Professoressa (imbarazzata e sussurrando): Ma che dici, via...
Alunno : Ma lei quanto guadagna?
Professoressa (come sopra): Non molto di certo...
Alunno : Pensa che guadagnerebbe di più facendo la puttana?
Questo il brutale, e testuale, referto delle parole. Le quali obbligano a infischiarsene del moralismo e a porsi una domanda: che cosa è, che cosa bisogna pensare di un Paese dove in un’aula scolastica è possibile un simile scambio di battute?

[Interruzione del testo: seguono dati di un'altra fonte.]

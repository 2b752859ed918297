//! Rewrite classes compiled from `tests/java`, then run them on a real JVM with full verification
//!
//! Skipped when `java` or `javac` can't be found.

use jvmhook::hook::{CallSite, HookSpec, Settings, Target, Transformer, TriggerShape};
use jvmhook::jvm::class_graph::{jdk_class_loaders, ClassPath};
use jvmhook::jvm::code::FieldRef;
use jvmhook::jvm::{BinaryName, FieldType, Name, UnqualifiedName};
use std::borrow::Cow;
use std::fs;
use std::path::{Path, PathBuf};
use std::process::Command;

fn binary_name(name: &str) -> BinaryName {
    BinaryName::from_string(name.to_owned()).unwrap()
}

fn unqualified_name(name: &str) -> UnqualifiedName {
    UnqualifiedName::from_string(name.to_owned()).unwrap()
}

fn tool_available(tool: &str) -> bool {
    Command::new(tool)
        .arg("-version")
        .output()
        .map_or(false, |output| output.status.success())
}

/// Installation directory of the `java` on the PATH
fn java_home() -> Option<PathBuf> {
    let output = Command::new("java")
        .args(["-XshowSettings:properties", "-version"])
        .output()
        .ok()?;
    let settings = String::from_utf8_lossy(&output.stderr);
    settings
        .lines()
        .filter_map(|line| line.trim().strip_prefix("java.home = "))
        .map(PathBuf::from)
        .next()
}

fn java_sources(directory: &Path, sources: &mut Vec<PathBuf>) {
    for entry in fs::read_dir(directory).unwrap() {
        let path = entry.unwrap().path();
        if path.is_dir() {
            java_sources(&path, sources);
        } else if path.extension().map_or(false, |ext| ext == "java") {
            sources.push(path);
        }
    }
}

fn hook_specs() -> Vec<(BinaryName, HookSpec)> {
    let access = |name: &str| {
        FieldRef::new(
            binary_name("app/Access"),
            unqualified_name(name),
            FieldType::object(binary_name("app/Access")),
        )
    };
    let usage = HookSpec::new(
        "hooks.IWriteAccess",
        "isWriteAccess",
        "()Z",
        vec![
            Target::new("isWrite", "()Z", TriggerShape::Entry { slot: 0 }).unwrap(),
            Target::new(
                "access",
                "(Ljava/lang/Object;)Lapp/Access;",
                TriggerShape::EntrySelect {
                    slot: 1,
                    if_true: access("WRITE"),
                    if_false: access("READ"),
                },
            )
            .unwrap(),
        ],
    )
    .unwrap();

    let calculator = HookSpec::new(
        "hooks.ICompute",
        "combine",
        "(JLjava/lang/String;)Ljava/lang/Object;",
        vec![Target::new(
            "compute",
            "(JLjava/lang/String;)Ljava/lang/Object;",
            TriggerShape::Entry { slot: 0 },
        )
        .unwrap()
        .with_arguments(vec![1, 3])],
    )
    .unwrap();

    let usage_adapter = HookSpec::new(
        "hooks.INavigable",
        "navigationOffset",
        "()I",
        vec![Target::new(
            "getNavigationOffset",
            "()I",
            TriggerShape::CallBranch {
                call: CallSite::new("app/UsageAdapter", "getElement", "()Ljava/lang/Object;")
                    .unwrap(),
            },
        )
        .unwrap()],
    )
    .unwrap();

    let printer = HookSpec::new(
        "hooks.IReplacement",
        "replacement",
        "()Ljava/lang/Object;",
        vec![Target::new(
            "show",
            "()Ljava/lang/String;",
            TriggerShape::CallResult {
                call: CallSite::new("app/Printer", "getItem", "()Ljava/lang/Object;").unwrap(),
            },
        )
        .unwrap()],
    )
    .unwrap();

    let get_usage_info =
        || CallSite::new("app/UsageText", "getUsageInfo", "()Ljava/lang/Object;").unwrap();
    let usage_text = HookSpec::new(
        "hooks.ITextChunks",
        "textChunks",
        "()[Lapp/TextChunk;",
        vec![
            Target::new(
                "getPlainText",
                "()Ljava/lang/String;",
                TriggerShape::Aggregate {
                    call: get_usage_info(),
                    chunk_owner: binary_name("app/TextChunk"),
                    chunk_method: unqualified_name("getText"),
                },
            )
            .unwrap(),
            Target::new(
                "initChunks",
                "()[Lapp/TextChunk;",
                TriggerShape::Cache {
                    call: get_usage_info(),
                    cache_field: FieldRef::new(
                        binary_name("app/UsageText"),
                        unqualified_name("myTextChunks"),
                        TriggerShape::cache_field_type(),
                    ),
                    reference_class: binary_name("java/lang/ref/SoftReference"),
                },
            )
            .unwrap(),
        ],
    )
    .unwrap();

    // merges `ArrayList` and `LinkedList`, which only the JDK's own class library knows about
    let lists = HookSpec::new(
        "hooks.IReplacement",
        "replacement",
        "()Ljava/lang/Object;",
        vec![Target::new(
            "make",
            "(Ljava/lang/String;)Ljava/lang/Object;",
            TriggerShape::Entry { slot: 0 },
        )
        .unwrap()],
    )
    .unwrap();

    vec![
        (binary_name("app/Usage"), usage),
        (binary_name("app/Calculator"), calculator),
        (binary_name("app/UsageAdapter"), usage_adapter),
        (binary_name("app/Printer"), printer),
        (binary_name("app/UsageText"), usage_text),
        (binary_name("app/Lists"), lists),
    ]
}

#[test]
fn rewritten_classes_run_on_the_jvm() {
    if !tool_available("javac") || !tool_available("java") {
        eprintln!("skipping: no java or javac on the PATH");
        return;
    }
    let jdk_loaders = match java_home().map(|java_home| jdk_class_loaders(&java_home)) {
        Some(Ok(loaders)) => loaders,
        _ => {
            eprintln!("skipping: the JDK on the PATH has no readable class library");
            return;
        }
    };

    let sources_dir = Path::new(env!("CARGO_MANIFEST_DIR")).join("tests").join("java");
    let classes = std::env::temp_dir().join(format!("jvmhook-jvm-{}", std::process::id()));
    fs::create_dir_all(&classes).unwrap();

    let mut sources = vec![];
    java_sources(&sources_dir, &mut sources);
    let status = Command::new("javac")
        .arg("-d")
        .arg(&classes)
        .args(&sources)
        .status()
        .unwrap();
    assert!(status.success(), "javac failed");

    let mut class_path = ClassPath::with_entries(vec![classes.clone()]).unwrap();
    for loader in jdk_loaders {
        class_path.push(loader);
    }
    let mut transformer = Transformer::new(Settings::new(), Box::new(class_path));
    let specs = hook_specs();
    for (class, spec) in specs.iter().cloned() {
        transformer.add_spec(class, spec);
    }
    for (class, _) in &specs {
        let path = classes.join(format!("{}.class", class.as_str()));
        let bytes = fs::read(&path).unwrap();
        match transformer.transform(&bytes).unwrap() {
            Cow::Owned(rewritten) => fs::write(&path, rewritten).unwrap(),
            Cow::Borrowed(_) => panic!("{} was passed through", class),
        }
    }

    let output = Command::new("java")
        .arg("-Xverify:all")
        .arg("-cp")
        .arg(&classes)
        .arg("app.Driver")
        .output()
        .unwrap();
    let stdout = String::from_utf8_lossy(&output.stdout);
    assert!(
        output.status.success(),
        "driver failed:\n{}\n{}",
        stdout,
        String::from_utf8_lossy(&output.stderr)
    );

    let lines: Vec<&str> = stdout.lines().collect();
    assert_eq!(
        lines,
        vec![
            "entry false true",
            "entry-select none read write",
            "arguments original 1099511627776/x",
            "call-branch -1 0 42",
            "call-result plain replaced",
            "aggregate plain ab",
            "cache 0 false 2 true",
            "jdk-types ArrayList LinkedList replaced",
        ]
    );

    fs::remove_dir_all(&classes).unwrap();
}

E dove è possibile che ciò accada senza che nelle 24 ore successive (almeno a quel che si sa) vi sia alcuna reazione significativa?
A proposito di episodi di brutalità, di violenza o di rifiuto delle regole più elementari del vivere civile come questo, che si susseguono nelle nostre scuole, non è più possibile evocare la categoria onnicomprensiva di «bullismo». Non è più possibile, cioè, rifugiarsi nella dimensione del patologico e magari pensare che l’azione di un ministro (che pure è necessaria e urgentissima: si svegli onorevole Fioroni, si svegli!) possa essere il rimedio. Certo: la scuola e l’istruzione sono coinvolte, eccome!, ma si tratta di ben altro.

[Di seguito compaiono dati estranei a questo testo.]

//! Splicing reflective interface calls into target classes
//!
//! ### Overview
//!
//! A [`HookSpec`] names an external interface method and the methods of a target class that
//! should defer to it. Rewriting a target class with [`patch_class`] (or, more conveniently,
//! through a [`Transformer`]):
//!
//!   - adds two `private static final` fields holding the interface `Class` and its reflective
//!     `Method` (see [`fields`])
//!   - prefixes (or creates) the static initializer with code that resolves both through a
//!     [`LoaderSource`] (see [`clinit`])
//!   - runs every target method through a small state machine looking for its trigger, and
//!     splices the hook in where it matches (see [`patcher`] and [`emitter`])
//!
//! The interface is never loaded at rewrite time: all references to it go through reflection,
//! and an object that doesn't implement it follows the original code path.
//!
//! ### Trigger shapes
//!
//! | Shape          | Fires                                   | Result of the interface call      |
//! |----------------|-----------------------------------------|-----------------------------------|
//! | `Entry`        | at method entry                         | returned                          |
//! | `EntrySelect`  | at method entry                         | picks one of two static fields    |
//! | `CallBranch`   | at the target of the jump after a call  | returned                          |
//! | `CallResult`   | right after the call result is stored   | stored over the call result       |
//! | `Aggregate`    | right after the call result is stored   | chunks concatenated and returned  |
//! | `Cache`        | right after the call result is stored   | cached in a reference and returned|
//!
//! A method whose body doesn't contain the trigger is left exactly as it was.

pub mod clinit;
pub mod emitter;
mod errors;
pub mod fields;
pub mod marshal;
pub mod patcher;
mod settings;
mod spec;
mod transform;

pub use clinit::LoaderSource;
pub use errors::*;
pub use settings::*;
pub use spec::*;
pub use transform::*;
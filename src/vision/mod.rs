// src/vision/mod.rs
//! External vision-analysis collaborator: the selfie-based second opinion on
//! the quiz season. The resolver only talks to [`VisionAnalyzer`], so the
//! Gemini dependency stays replaceable and mockable.

pub mod gemini;

pub use gemini::GeminiVisionClient;

use crate::season::ColorSeason;
use async_trait::async_trait;
use serde::{Deserialize, Serialize};

/// Skin undertone as judged from the selfie.
#[derive(Debug, Clone, Copy, PartialEq, Eq, Serialize, Deserialize)]
#[serde(rename_all = "lowercase")]
pub enum Undertone {
    Warm,
    Cool,
}

#[derive(Debug, Clone, Copy, PartialEq, Eq, Serialize, Deserialize)]
#[serde(rename_all = "lowercase")]
pub enum ContrastLevel {
    High,
    Medium,
    Low,
}

#[derive(Debug, Clone, Copy, PartialEq, Eq, Serialize, Deserialize)]
#[serde(rename_all = "lowercase")]
pub enum HairTone {
    Warm,
    Cool,
    Neutral,
}

/// Structured result of one selfie analysis. Field names mirror the JSON the
/// model is asked to emit.
#[derive(Debug, Clone, Serialize, Deserialize)]
#[serde(rename_all = "camelCase")]
pub struct VisionAnalysis {
    pub skin_undertone: Undertone,
    #[serde(default = "neutral_confidence")]
    pub skin_undertone_confidence: f32,
    #[serde(default)]
    pub vein_appearance: Option<String>,
    pub contrast_level: ContrastLevel,
    pub hair_tone: HairTone,
    #[serde(default)]
    pub eye_color: String,
    pub recommended_season: ColorSeason,
    #[serde(default = "neutral_confidence")]
    pub confidence: f32,
    #[serde(default)]
    pub reasoning: String,
    #[serde(default)]
    pub agrees_with_quiz: bool,
}

fn neutral_confidence() -> f32 {
    0.5
}

/// Failure modes of the collaborator. The resolver never surfaces these to
/// its caller; it degrades to the quiz-confirmed season instead.
#[derive(Debug, thiserror::Error)]
pub enum VisionError {
    #[error("Vision API error: {0}")]
    Api(String),

    #[error("Network error: {0}")]
    Network(#[from] reqwest::Error),

    #[error("Malformed analysis payload: {0}")]
    Malformed(String),

    #[error("Vision client not configured: {0}")]
    NotConfigured(String),
}

/// Trait seam for the selfie analysis call. `quiz_season`/`quiz_confidence`
/// are passed as a hybrid-validation hint, not as ground truth.
#[async_trait]
pub trait VisionAnalyzer: Send + Sync {
    async fn analyze(
        &self,
        image_base64: &str,
        quiz_season: ColorSeason,
        quiz_confidence: u8,
    ) -> Result<VisionAnalysis, VisionError>;
}

#[cfg(test)]
mod tests {
    use super::*;

    #[test]
    fn test_payload_deserialization() {
        let json = r#"{
            "skinUndertone": "warm",
            "skinUndertoneConfidence": 0.82,
            "veinAppearance": "greenish",
            "contrastLevel": "medium",
            "hairTone": "warm",
            "eyeColor": "amber",
            "recommendedSeason": "warm_autumn",
            "confidence": 0.74,
            "reasoning": "golden skin cast with muted depth",
            "agreesWithQuiz": false
        }"#;
        let analysis: VisionAnalysis = serde_json::from_str(json).unwrap();
        assert_eq!(analysis.skin_undertone, Undertone::Warm);
        assert_eq!(analysis.recommended_season, ColorSeason::WarmAutumn);
        assert!(!analysis.agrees_with_quiz);
    }

    #[test]
    fn test_missing_optional_fields_get_defaults() {
        let json = r#"{
            "skinUndertone": "cool",
            "contrastLevel": "high",
            "hairTone": "cool",
            "recommendedSeason": "cool_winter"
        }"#;
        let analysis: VisionAnalysis = serde_json::from_str(json).unwrap();
        assert_eq!(analysis.confidence, 0.5);
        assert_eq!(analysis.skin_undertone_confidence, 0.5);
        assert!(!analysis.agrees_with_quiz);
        assert!(analysis.eye_color.is_empty());
    }

    #[test]
    fn test_unknown_undertone_is_rejected() {
        let json = r#"{
            "skinUndertone": "olive",
            "contrastLevel": "high",
            "hairTone": "cool",
            "recommendedSeason": "cool_winter"
        }"#;
        assert!(serde_json::from_str::<VisionAnalysis>(json).is_err());
    }
}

Si tratta nella sostanza di una frattura immensa che nella nostra società si è aperta tra le generazioni. Una frattura che comporta spesso l’impossibilità di trasmettere dai padri ai figli i modelli comportamentali, le gerarchie dei valori accreditati, perfino le regole della quotidianità, che i primi bene o male si credevano tenuti a osservare e che i secondi oggi, invece, neppure quasi conoscono o trattano con assoluta noncuranza. Beninteso, nell’epoca della modernità tutti i passaggi generazionali hanno registrato un problema del genere, che però oggi si presenta in modo radicale per la presenza combinata di due fenomeni inediti e dirompenti. Da un lato l’enorme innalzamento del reddito che da mezzo secolo caratterizza tutte le nostre società, e che consente oggi anche ai giovanissimi, per non dire agli adolescenti, di avere in tasca (o di poter ragionevolmente aspirare ad averlo) denaro da spendere per un ammontare finora impensabile (quanti quindicenni nel 1960 potevano avere un mezzo di locomozione proprio?). Dall’altro, più o meno nello stesso periodo, ha preso forma una gigantesca rivoluzione scientifico-tecnica di portata generale, sì, ma capace di irrompere in modo pervasivo nella quotidianità del privato (si pensi alla pillola, alla tv, a Internet, all’ingegneria genetica), ed è in questa nuova quotidianità - distruttiva degli antichi universi valoriali e stilistici rappresentati esemplarmente dalla scuola - che si forma la nuova soggettività giovanile, forte del suo potere d’acquisto e non più orientata a un rapporto di imitazione con il mondo adulto ma piuttosto in arrogante, spesso aggressiva e violenta, contrapposizione a esso. Il cui simbolo è non a caso il cellulare.
E’ accaduto, insomma, che nel tardo XX secolo i giovani siano divenuti i fruitori/apostoli di tutte le maggiori novità tecnico-scientifiche e in genere della massiccia innovazione sociale, acquisendone per riverbero il prestigio e un profondo sentimento di autonomia.
I padri, invece, sono andati inevitabilmente perdendo, di pari pari passo, il senso culturale del proprio ruolo e dei valori ricevuti e la sicurezza in se stessi.
Tutto ciò è specialmente vero per l’Italia perché in Italia la cultura dei padri era particolarmente fragile. Priva di forti modelli tradizional-borghesi, influenzata profondamente dall’incerto permissivismo sessantottesco e dai luoghi comuni culturali del politicamente corretto, essa si è trovata in una situazione di totale debolezza davanti all’irruzione dei processi di autonomizzazione della soggettività giovanile. Non solo. Da noi era specialmente debole proprio l’istituzione deputata in primis a fare i conti con quella soggettività: la scuola. Cosa poteva mai opporre alla straordinaria sfida dell’epoca la povera scuola italiana, che arrivava all’appuntamento dominata dai sindacati, gestita da una lobby di pedagogisti di regime e guidata da politici paurosi, interessati solo alla carriera?